When some people receive a summons for jury duty, they’re overcome with dread.
I’m not like most people.
For almost 10 years, I’ve reported on the courts and issues in the criminal legal system. I started at the York Daily Record/Sunday News, where I examined how the York County District Attorney’s Office aggressively brought prosecutions for deadly drug overdoses and investigated the questionable tactics of police officers in undercover prostitution stings.
Since 2022, I’ve worked as the courts reporter for The Baltimore Banner, where I’ve looked into the effectiveness of the citation docket and reported on the case of a woman who shot her husband after learning of allegations that he had sexually abused children at her day care in Baltimore County.
But I’ve never had to report for jury duty. Until this week.
On Monday, I found myself in line outside the entrance of the Clarence M. Mitchell Jr. Courthouse in Baltimore on Saint Paul Street with more than a dozen other people who seemed less than thrilled, to put it mildly, to fulfill their civic duty on the morning after Super Bowl LVIII.
“Belts, wallets, keys, chains,” sheriff’s deputies told us as we put our belongings into gray plastic bins and shuffled through a single metal detector.
Next, I walked around the corner to the jury assembly room, where courthouse employees scanned my summons, handed me three $10 bills — I’m not making this us up, that’s how they pay you — and a sticker.
I was now Juror 825.
I then followed the signs on the wall to another waiting room, arriving just in time to hear a courthouse employee explain how we should wait a few seconds after the light turns red before crossing North Calvert Street to avoid being run over.
“They drive erratic, crazy, off the hook,” she said. “They have no empathy, no sympathy, no nothing.”
She said she was “keeping it a hundred” and “not sugarcoating nothing.”
Fair.
Despite knowing about my jury service for weeks, I decided, for some reason, against bringing my laptop or a book with me. That’s something that people with more common sense do to pass the time.
Instead, I doomscrolled on X, formerly known as Twitter, and looked at guitars that I did not need and could not afford on Reverb. (Specifically, a G&L Fallout in Rally Red made in the USA that was tempting after the seller recently dropped the price by $200 to $1,859.)
Luckily, there’s entertainment in the Circuit Court for Baltimore City.
Later in the morning, we were treated to “Ghostbusters” … or at least the 2016 reboot with Melissa McCarthy, Kristen Wiig, Leslie Jones and Kate McKinnon.
Close enough, I guess.
Not long after 10 a.m., there was an announcement that a judge had requested a panel in Courtroom 230 in the Elijah E. Cummings Courthouse, across the street and formerly known as Courthouse East. We lined up in order by juror number and then entered the courtroom.

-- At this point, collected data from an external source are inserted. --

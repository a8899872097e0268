use serde::{Deserialize, Serialize};

#[derive(Debug, Clone, Copy, PartialEq, Eq, Serialize, Deserialize)]
#[serde(rename_all = "lowercase")]
pub enum PositionSide {
    Long,
    Short,
}

impl PositionSide {
    #[must_use]
    pub const fn as_str(self) -> &'static str {
        match self {
            Self::Long => "LONG",
            Self::Short => "SHORT",
        }
    }
}

/// Read-only snapshot of an open position, owned by the execution layer.
#[derive(Debug, Clone, Serialize, Deserialize)]
pub struct Position {
    pub symbol: String,
    pub side: PositionSide,
    pub entry_price: f64,
    pub mark_price: f64,
    pub quantity: f64,
    pub leverage: u32,
    pub unrealized_pnl: f64,
    pub unrealized_pnl_pct: f64,
    pub liquidation_price: f64,
    pub margin_used: f64,
    /// Last position update, epoch milliseconds. Zero when unknown.
    pub update_time: i64,
}

/// Account summary passed into each decision cycle.
#[derive(Debug, Clone, Default, Serialize, Deserialize)]
pub struct AccountState {
    pub total_equity: f64,
    pub available_balance: f64,
    pub total_pnl: f64,
    pub total_pnl_pct: f64,
    pub margin_used: f64,
    pub margin_used_pct: f64,
    pub position_count: usize,
}

/// Trailing performance metrics surfaced to the model.
#[derive(Debug, Clone, Copy, Serialize, Deserialize)]
pub struct PerformanceSummary {
    pub sharpe_ratio: f64,
}
use thiserror::Error;

#[derive(Debug, Clone, Copy, PartialEq, Error)]
pub enum MarketError {
    #[error("not enough candles: need at least {needed}, have {have}")]
    NotEnoughData { needed: usize, have: usize },

    #[error("flat price range: swing high {high} is not above swing low {low}")]
    FlatSwing { high: f64, low: f64 },
}
/// Classifies the short-term price action from the last 3 candles.
#[must_use]
pub fn price_action(candles: &[Candle]) -> PriceAction {
    if candles.len() < 3 {
        return PriceAction::Consolidation;
    }

    let recent = &candles[candles.len() - 3..];
    let total_change = (recent[recent.len() - 1].close - recent[0].open) / recent[0].open * 100.0;
    let volatility = true_range_volatility(recent);

    if total_change.abs() > 3.0 {
        return if total_change > 0.0 {
            PriceAction::Breakout
        } else {
            PriceAction::Breakdown
        };
    }

    if volatility > 2.0 {
        return PriceAction::FalseMove;
    }
    if volatility < 1.0 {
        return PriceAction::Consolidation;
    }

    PriceAction::Trending
}

/// Mean true range as a percentage of the previous close.
fn true_range_volatility(candles: &[Candle]) -> f64 {
    if candles.len() < 2 {
        return 0.0;
    }

    let mut sum = 0.0;
    for i in 1..candles.len() {
        sum += candles[i].true_range(candles[i - 1].close) / candles[i - 1].close * 100.0;
    }

    sum / (candles.len() - 1) as f64
}

#[cfg(test)]
mod tests {
    use super::*;

    fn candle(open: f64, high: f64, low: f64, close: f64, volume: f64) -> Candle {
        Candle {
            open,
            high,
            low,
            close,
            volume,
        }
    }

    fn flat_candle(price: f64) -> Candle {
        candle(price, price + 0.1, price - 0.1, price, 10.0)
    }

    // ============================================
    // Phase Tests
    // ============================================

    #[test]
    fn steady_rally_classifies_as_uptrend() {
        let mut close = 100.0;
        let mut candles = Vec::new();
        for _ in 0..10 {
            let next = close * 1.03;
            candles.push(candle(close, next + 0.5, close - 0.5, next, 10.0));
            close = next;
        }
        assert_eq!(identify_phase(&candles), WyckoffPhase::Uptrend);
    }

    #[test]
    fn quiet_range_classifies_as_consolidation() {
        let candles: Vec<Candle> = (0..10).map(|_| flat_candle(100.0)).collect();
        assert_eq!(identify_phase(&candles), WyckoffPhase::Consolidation);
    }

    #[test]
    fn volatile_base_near_the_lows_classifies_as_accumulation() {
        let closes = [105.0, 104.0, 105.0, 103.0, 104.0, 102.0, 103.0, 101.0, 102.0, 100.0];
        let candles: Vec<Candle> = closes
            .iter()
            .map(|&c| candle(c, c + 3.0, c - 3.0, c, 10.0))
            .collect();
        assert_eq!(identify_phase(&candles), WyckoffPhase::Accumulation);
    }

    #[test]
    fn volatile_top_near_the_highs_classifies_as_distribution() {
        let closes = [100.0, 101.0, 100.0, 102.0, 101.0, 103.0, 102.0, 104.0, 103.0, 105.0];
        let candles: Vec<Candle> = closes
            .iter()
            .map(|&c| candle(c, c + 3.0, c - 3.0, c, 10.0))
            .collect();
        assert_eq!(identify_phase(&candles), WyckoffPhase::Distribution);
    }

    // ============================================
    // Signal Tests
    // ============================================

    #[test]
    fn long_lower_shadow_reclaimed_is_a_spring() {
        let candles = vec![
            candle(100.0, 101.0, 99.0, 100.0, 10.0),
            candle(100.0, 101.0, 99.0, 100.0, 10.0),
            candle(100.0, 101.0, 99.0, 100.0, 10.0),
            candle(100.0, 100.1, 95.0, 99.5, 10.0),
            candle(100.0, 100.3, 99.9, 100.2, 10.0),
        ];
        let signals = detect_signals(&candles);
        assert!(signals.contains(&WyckoffSignal::Spring), "{signals:?}");
        assert!(!signals.contains(&WyckoffSignal::Upthrust));
    }

    #[test]
    fn wide_bullish_body_fires_sos_climax_and_breakout() {
        let mut candles: Vec<Candle> = (0..4).map(|_| candle(100.0, 101.0, 99.0, 100.0, 10.0)).collect();
        candles.push(candle(100.0, 106.5, 99.8, 106.0, 10.0));
        let signals = detect_signals(&candles);
        assert!(signals.contains(&WyckoffSignal::SignOfStrength), "{signals:?}");
        assert!(signals.contains(&WyckoffSignal::Climax), "{signals:?}");
        assert!(signals.contains(&WyckoffSignal::Breakout), "{signals:?}");
    }

    #[test]
    fn narrow_body_is_a_test() {
        let mut candles: Vec<Candle> = (0..4).map(|_| candle(100.0, 101.0, 99.0, 100.0, 10.0)).collect();
        candles.push(candle(100.0, 101.0, 99.0, 100.1, 10.0));
        let signals = detect_signals(&candles);
        assert!(signals.contains(&WyckoffSignal::Test), "{signals:?}");
    }

    // ============================================
    // Volume / Price Action Tests
    // ============================================

    #[test]
    fn volume_spike_reads_high() {
        let mut candles: Vec<Candle> = (0..19).map(|_| flat_candle(100.0)).collect();
        candles.push(candle(100.0, 100.2, 99.8, 100.0, 25.0));
        assert_eq!(volume_pattern(&candles), VolumePattern::High);
    }

    #[test]
    fn dried_up_volume_reads_low() {
        let mut candles: Vec<Candle> = (0..19).map(|_| flat_candle(100.0)).collect();
        candles.push(candle(100.0, 100.2, 99.8, 100.0, 4.0));
        assert_eq!(volume_pattern(&candles), VolumePattern::Low);
    }

    #[test]
    fn big_move_on_flat_volume_reads_divergence() {
        let mut candles: Vec<Candle> = (0..15).map(|_| flat_candle(100.0)).collect();
        candles.push(candle(100.0, 101.0, 99.9, 100.8, 10.0));
        candles.push(candle(100.8, 101.8, 100.7, 101.6, 10.0));
        candles.push(candle(101.6, 102.6, 101.5, 102.4, 10.0));
        candles.push(candle(102.4, 103.4, 102.3, 103.2, 10.0));
        candles.push(candle(103.2, 103.5, 103.0, 103.1, 10.0));
        assert_eq!(volume_pattern(&candles), VolumePattern::Divergence);
    }

    #[test]
    fn sharp_three_candle_rally_is_a_breakout() {
        let candles = vec![
            candle(100.0, 102.0, 99.5, 101.5, 10.0),
            candle(101.5, 103.0, 101.0, 102.5, 10.0),
            candle(102.5, 104.5, 102.0, 104.0, 10.0),
        ];
        assert_eq!(price_action(&candles), PriceAction::Breakout);
    }

    // ============================================
    // analyze Tests
    // ============================================

    #[test]
    fn analyze_rejects_short_input() {
        let candles: Vec<Candle> = (0..19).map(|_| flat_candle(100.0)).collect();
        let err = WyckoffAnalysis::analyze(&candles).unwrap_err();
        assert_eq!(err, MarketError::NotEnoughData { needed: 20, have: 19 });
    }

    #[test]
    fn analyze_bundles_all_dimensions() {
        let candles: Vec<Candle> = (0..20).map(|_| flat_candle(100.0)).collect();
        let analysis = WyckoffAnalysis::analyze(&candles).unwrap();
        assert_eq!(analysis.phase, WyckoffPhase::Consolidation);
        assert_eq!(analysis.volume_pattern, VolumePattern::Normal);
        assert_eq!(analysis.price_action, PriceAction::Consolidation);
    }
}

It’s a courtroom that I’ve sat in a few times as a reporter. Several weeks earlier, I covered the trial of Baltimore Police Officer Eric Payton, who was found guilty of theft and misconduct in office for stealing an envelope containing more than $100 from Soy Transportation Inc., on Belair Road near Southern Avenue in Northeast Baltimore, on Sept. 20, 2023.
But this time, I was waiting to find out if I would be called upon to help decide a case.
Circuit Judge Yvette M. Bryant was presiding over the trial, and there were whispers in the courtroom gallery after she told us that the defendant — a 25-year-old woman — faced charges including attempted first-degree murder.
Next, Bryant asked several questions of the entire panel.
I stood after she asked whether any of us knew Baltimore State’s Attorney Ivan Bates or the defense attorney in the case, Assistant Public Defender Amanda Savage, and tried not to look too self-consciously around the room.
Then Bryant started to individually summon jurors to the bench for further questioning while the white noise was on so we could not hear those conversations.
Bryant broke for lunch about 12:30 p.m. and told us to return at 2 p.m., which, in case you didn’t know, is 2:10 p.m. in judicial standard time.
When we came back, Bryant asked whether we had learned anything about the case during lunch and if anyone had tried to speak with us. No one responded.
But Bryant said she was excusing us back to the jury assembly room and recessing the case until the next morning for “administrative issues.”
“We love you!” one prospective juror shouted to the judge more than once.
By 2:35 p.m., I was back in the waiting room with enough time to catch the end of the 2014 version of “Annie” with Quvenzhané Wallis, Jamie Foxx and Cameron Diaz. Not long after the credits finished rolling, an announcement came up on the screen thanking us for our service.
When reporting on the courts, there are a lot of delays.
Sometimes, well, a lot of times, judges do not take the bench on time. If people are being held in pretrial detention, corrections officers have to escort them to the courtroom and undo their shackles and handcuffs outside the presence of the jury. And assistant state’s attorneys and defense attorneys often have legal issues for the court to address.
I’m not sure how much new insight I gained into the criminal legal system through my experience. Except that maybe reporting on the courts is a lot like reporting for jury duty: It’s a lot of hurry up and wait.